Excerpted records>
▼▼▼

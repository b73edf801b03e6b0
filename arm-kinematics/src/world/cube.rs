//! The graspable cube

use crate::core::Point3;

/// Cube state: position, size and whether the gripper holds it
#[derive(Debug, Clone, PartialEq)]
pub struct Cube {
    position: Point3,
    original: Point3,
    size: f64,
    held: bool,
}

impl Cube {
    /// Cube at its start position
    pub fn new(start: Point3, size: f64) -> Self {
        Self {
            position: start,
            original: start,
            size,
            held: false,
        }
    }

    /// Current center position
    pub fn position(&self) -> Point3 {
        self.position
    }

    /// Position the cube returns to on reset
    pub fn original_position(&self) -> Point3 {
        self.original
    }

    /// Edge length
    pub fn size(&self) -> f64 {
        self.size
    }

    /// Height of the center when resting on the ground
    pub fn rest_height(&self) -> f64 {
        self.size / 2.0
    }

    /// True while attached to the gripper
    pub fn is_held(&self) -> bool {
        self.held
    }

    pub(crate) fn set_held(&mut self, held: bool) {
        self.held = held;
    }

    pub(crate) fn move_to(&mut self, position: Point3) {
        self.position = position;
    }

    /// Drop one step toward the ground, never below the rest height
    pub(crate) fn settle(&mut self, step: f64) {
        let rest = self.rest_height();
        if self.position.z > rest {
            self.position.z = (self.position.z - step).max(rest);
        } else if self.position.z < rest {
            self.position.z = rest;
        }
    }

    pub(crate) fn restore(&mut self) {
        self.position = self.original;
        self.held = false;
    }
}
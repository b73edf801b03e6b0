//! Configuration for the world simulator
//!
//! Loaded from a TOML file; every field has a default so an empty file (or
//! no file at all) gives a working simulator on `0.0.0.0:3001`.

use crate::error::{Error, Result};
use arm_kinematics::{ArmConfig, ControlMode};
use serde::{Deserialize, Serialize};
use std::path::Path;

/// Top-level simulator configuration
#[derive(Debug, Clone, Default, Deserialize, Serialize)]
pub struct WorldConfig {
    /// UDP endpoint settings
    #[serde(default)]
    pub network: NetworkConfig,
    /// Physics loop settings
    #[serde(default)]
    pub simulation: SimulationConfig,
    /// Arm geometry and cube physics
    #[serde(default)]
    pub arm: ArmConfig,
}

/// UDP endpoint settings
#[derive(Debug, Clone, Deserialize, Serialize)]
pub struct NetworkConfig {
    /// Bind address for the request/reply socket
    ///
    /// Examples:
    /// - `0.0.0.0:3001` - All interfaces
    /// - `127.0.0.1:3001` - Localhost only
    #[serde(default = "default_bind_address")]
    pub bind_address: String,

    /// Socket read timeout in milliseconds; bounds shutdown latency
    #[serde(default = "default_read_timeout_ms")]
    pub read_timeout_ms: u64,
}

/// Physics loop settings
#[derive(Debug, Clone, Deserialize, Serialize)]
pub struct SimulationConfig {
    /// Physics tick period in milliseconds
    #[serde(default = "default_tick_ms")]
    pub tick_ms: u64,

    /// Maximum joint change per tick in automatic mode (degrees)
    #[serde(default = "default_motor_deg_speed")]
    pub motor_deg_speed: f64,

    /// `automatic` interpolates toward requests, `manual` jumps
    #[serde(default)]
    pub mode: ControlMode,
}

fn default_bind_address() -> String {
    "0.0.0.0:3001".to_string()
}
fn default_read_timeout_ms() -> u64 {
    200
}
fn default_tick_ms() -> u64 {
    100
}
fn default_motor_deg_speed() -> f64 {
    5.0
}

impl Default for NetworkConfig {
    fn default() -> Self {
        Self {
            bind_address: default_bind_address(),
            read_timeout_ms: default_read_timeout_ms(),
        }
    }
}

impl Default for SimulationConfig {
    fn default() -> Self {
        Self {
            tick_ms: default_tick_ms(),
            motor_deg_speed: default_motor_deg_speed(),
            mode: ControlMode::default(),
        }
    }
}

impl WorldConfig {
    /// Load configuration from a TOML file
    pub fn load<P: AsRef<Path>>(path: P) -> Result<Self> {
        let content = std::fs::read_to_string(path.as_ref()).map_err(|e| {
            Error::Config(format!(
                "Failed to read config file {}: {}",
                path.as_ref().display(),
                e
            ))
        })?;
        let config: WorldConfig = toml::from_str(&content)?;
        config.validate()?;
        Ok(config)
    }

    /// Check values the simulator cannot run with
    pub fn validate(&self) -> Result<()> {
        self.arm.validate()?;
        if self.simulation.tick_ms == 0 {
            return Err(Error::Config("simulation.tick_ms must be > 0".to_string()));
        }
        let speed = self.simulation.motor_deg_speed;
        if speed.is_nan() || speed <= 0.0 {
            return Err(Error::Config(format!(
                "simulation.motor_deg_speed must be > 0, got {}",
                speed
            )));
        }
        Ok(())
    }
}

#[cfg(test)]
mod tests {
    use super::*;

    #[test]
    fn test_default_config() {
        let config = WorldConfig::default();
        assert_eq!(config.network.bind_address, "0.0.0.0:3001");
        assert_eq!(config.simulation.mode, ControlMode::Automatic);
        assert_eq!(config.arm.grab_radius, 1.0);
        assert!(config.validate().is_ok());
    }

    #[test]
    fn test_toml_deserialization() {
        let toml_content = r#"
[network]
bind_address = "127.0.0.1:4001"

[simulation]
tick_ms = 50
mode = "manual"

[arm]
cube_start = [1.0, -1.0, 0.5]
"#;
        let config: WorldConfig = toml::from_str(toml_content).unwrap();
        assert_eq!(config.network.bind_address, "127.0.0.1:4001");
        assert_eq!(config.network.read_timeout_ms, 200);
        assert_eq!(config.simulation.tick_ms, 50);
        assert_eq!(config.simulation.motor_deg_speed, 5.0);
        assert_eq!(config.simulation.mode, ControlMode::Manual);
        assert_eq!(config.arm.cube_start, [1.0, -1.0, 0.5]);
        assert_eq!(config.arm.upper_arm, 1.5);
    }

    #[test]
    fn test_empty_file_is_default() {
        let config: WorldConfig = toml::from_str("").unwrap();
        assert_eq!(config.simulation.tick_ms, 100);
    }

    #[test]
    fn test_rejects_zero_speed() {
        let mut config = WorldConfig::default();
        config.simulation.motor_deg_speed = 0.0;
        assert!(matches!(config.validate(), Err(Error::Config(_))));
    }
}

▲▲▲

The complete listing must be printed again exactly as given.

repository b73edf801b03e6b0
filename arm-kinematics/src/world/cube.rs
//! The graspable cube

use crate::core::Point3;

/// Cube state: position, size and whether the gripper holds it
#[derive(Debug, Clone, PartialEq)]
pub struct Cube {
    position: Point3,
    original: Point3,
    size: f64,
    held: bool,
}

impl Cube {
    /// Cube at its start position
    pub fn new(start: Point3, size: f64) -> Self {
        Self {
            position: start,
            original: start,
            size,
            held: false,
        }
    }

    /// Current center position
    pub fn position(&self) -> Point3 {
        self.position
    }

    /// Position the cube returns to on reset
    pub fn original_position(&self) -> Point3 {
        self.original
    }

    /// Edge length
    pub fn size(&self) -> f64 {
        self.size
    }

    /// Height of the center when resting on the ground
    pub fn rest_height(&self) -> f64 {
        self.size / 2.0
    }

    /// True while attached to the gripper
    pub fn is_held(&self) -> bool {
        self.held
    }

    pub(crate) fn set_held(&mut self, held: bool) {
        self.held = held;
    }

    pub(crate) fn move_to(&mut self, position: Point3) {
        self.position = position;
    }

    /// Drop one step toward the ground, never below the rest height
    pub(crate) fn settle(&mut self, step: f64) {
        let rest = self.rest_height();
        if self.position.z > rest {
            self.position.z = (self.position.z - step).max(rest);
        } else if self.position.z < rest {
            self.position.z = rest;
        }
    }

    pub(crate) fn restore(&mut self) {
        self.position = self.original;
        self.held = false;
    }
}
repository b73edf801b03e6b0
//! Configuration for the world simulator
//!
//! Loaded from a TOML file; every field has a default so an empty file (or
//! no file at all) gives a working simulator on `0.0.0.0:3001`.

use crate::error::{Error, Result};
use arm_kinematics::{ArmConfig, ControlMode};
use serde::{Deserialize, Serialize};
use std::path::Path;

/// Top-level simulator configuration
#[derive(Debug, Clone, Default, Deserialize, Serialize)]
pub struct WorldConfig {
    /// UDP endpoint settings
    #[serde(default)]
    pub network: NetworkConfig,
    /// Physics loop settings
    #[serde(default)]
    pub simulation: SimulationConfig,
    /// Arm geometry and cube physics
    #[serde(default)]
    pub arm: ArmConfig,
}

/// UDP endpoint settings
#[derive(Debug, Clone, Deserialize, Serialize)]
pub struct NetworkConfig {
    /// Bind address for the request/reply socket
    ///
    /// Examples:
    /// - `0.0.0.0:3001` - All interfaces
    /// - `127.0.0.1:3001` - Localhost only
    #[serde(default = "default_bind_address")]
    pub bind_address: String,

    /// Socket read timeout in milliseconds; bounds shutdown latency
    #[serde(default = "default_read_timeout_ms")]
    pub read_timeout_ms: u64,
}

/// Physics loop settings
#[derive(Debug, Clone, Deserialize, Serialize)]
pub struct SimulationConfig {
    /// Physics tick period in milliseconds
    #[serde(default = "default_tick_ms")]
    pub tick_ms: u64,

    /// Maximum joint change per tick in automatic mode (degrees)
    #[serde(default = "default_motor_deg_speed")]
    pub motor_deg_speed: f64,

    /// `automatic` interpolates toward requests, `manual` jumps
    #[serde(default)]
    pub mode: ControlMode,
}

fn default_bind_address() -> String {
    "0.0.0.0:3001".to_string()
}
fn default_read_timeout_ms() -> u64 {
    200
}
fn default_tick_ms() -> u64 {
    100
}
fn default_motor_deg_speed() -> f64 {
    5.0
}

impl Default for NetworkConfig {
    fn default() -> Self {
        Self {
            bind_address: default_bind_address(),
            read_timeout_ms: default_read_timeout_ms(),
        }
    }
}

impl Default for SimulationConfig {
    fn default() -> Self {
        Self {
            tick_ms: default_tick_ms(),
            motor_deg_speed: default_motor_deg_speed(),
            mode: ControlMode::default(),
        }
    }
}

impl WorldConfig {
    /// Load configuration from a TOML file
    pub fn load<P: AsRef<Path>>(path: P) -> Result<Self> {
        let content = std::fs::read_to_string(path.as_ref()).map_err(|e| {
            Error::Config(format!(
                "Failed to read config file {}: {}",
                path.as_ref().display(),
                e
            ))
        })?;
        let config: WorldConfig = toml::from_str(&content)?;
        config.validate()?;
        Ok(config)
    }

    /// Check values the simulator cannot run with
    pub fn validate(&self) -> Result<()> {
        self.arm.validate()?;
        if self.simulation.tick_ms == 0 {
            return Err(Error::Config("simulation.tick_ms must be > 0".to_string()));
        }
        let speed = self.simulation.motor_deg_speed;
        if speed.is_nan() || speed <= 0.0 {
            return Err(Error::Config(format!(
                "simulation.motor_deg_speed must be > 0, got {}",
                speed
            )));
        }
        Ok(())
    }
}

#[cfg(test)]
mod tests {
    use super::*;

    #[test]
    fn test_default_config() {
        let config = WorldConfig::default();
        assert_eq!(config.network.bind_address, "0.0.0.0:3001");
        assert_eq!(config.simulation.mode, ControlMode::Automatic);
        assert_eq!(config.arm.grab_radius, 1.0);
        assert!(config.validate().is_ok());
    }

    #[test]
    fn test_toml_deserialization() {
        let toml_content = r#"
[network]
bind_address = "127.0.0.1:4001"

[simulation]
tick_ms = 50
mode = "manual"

[arm]
cube_start = [1.0, -1.0, 0.5]
"#;
        let config: WorldConfig = toml::from_str(toml_content).unwrap();
        assert_eq!(config.network.bind_address, "127.0.0.1:4001");
        assert_eq!(config.network.read_timeout_ms, 200);
        assert_eq!(config.simulation.tick_ms, 50);
        assert_eq!(config.simulation.motor_deg_speed, 5.0);
        assert_eq!(config.simulation.mode, ControlMode::Manual);
        assert_eq!(config.arm.cube_start, [1.0, -1.0, 0.5]);
        assert_eq!(config.arm.upper_arm, 1.5);
    }

    #[test]
    fn test_empty_file_is_default() {
        let config: WorldConfig = toml::from_str("").unwrap();
        assert_eq!(config.simulation.tick_ms, 100);
    }

    #[test]
    fn test_rejects_zero_speed() {
        let mut config = WorldConfig::default();
        config.simulation.motor_deg_speed = 0.0;
        assert!(matches!(config.validate(), Err(Error::Config(_))));
    }
}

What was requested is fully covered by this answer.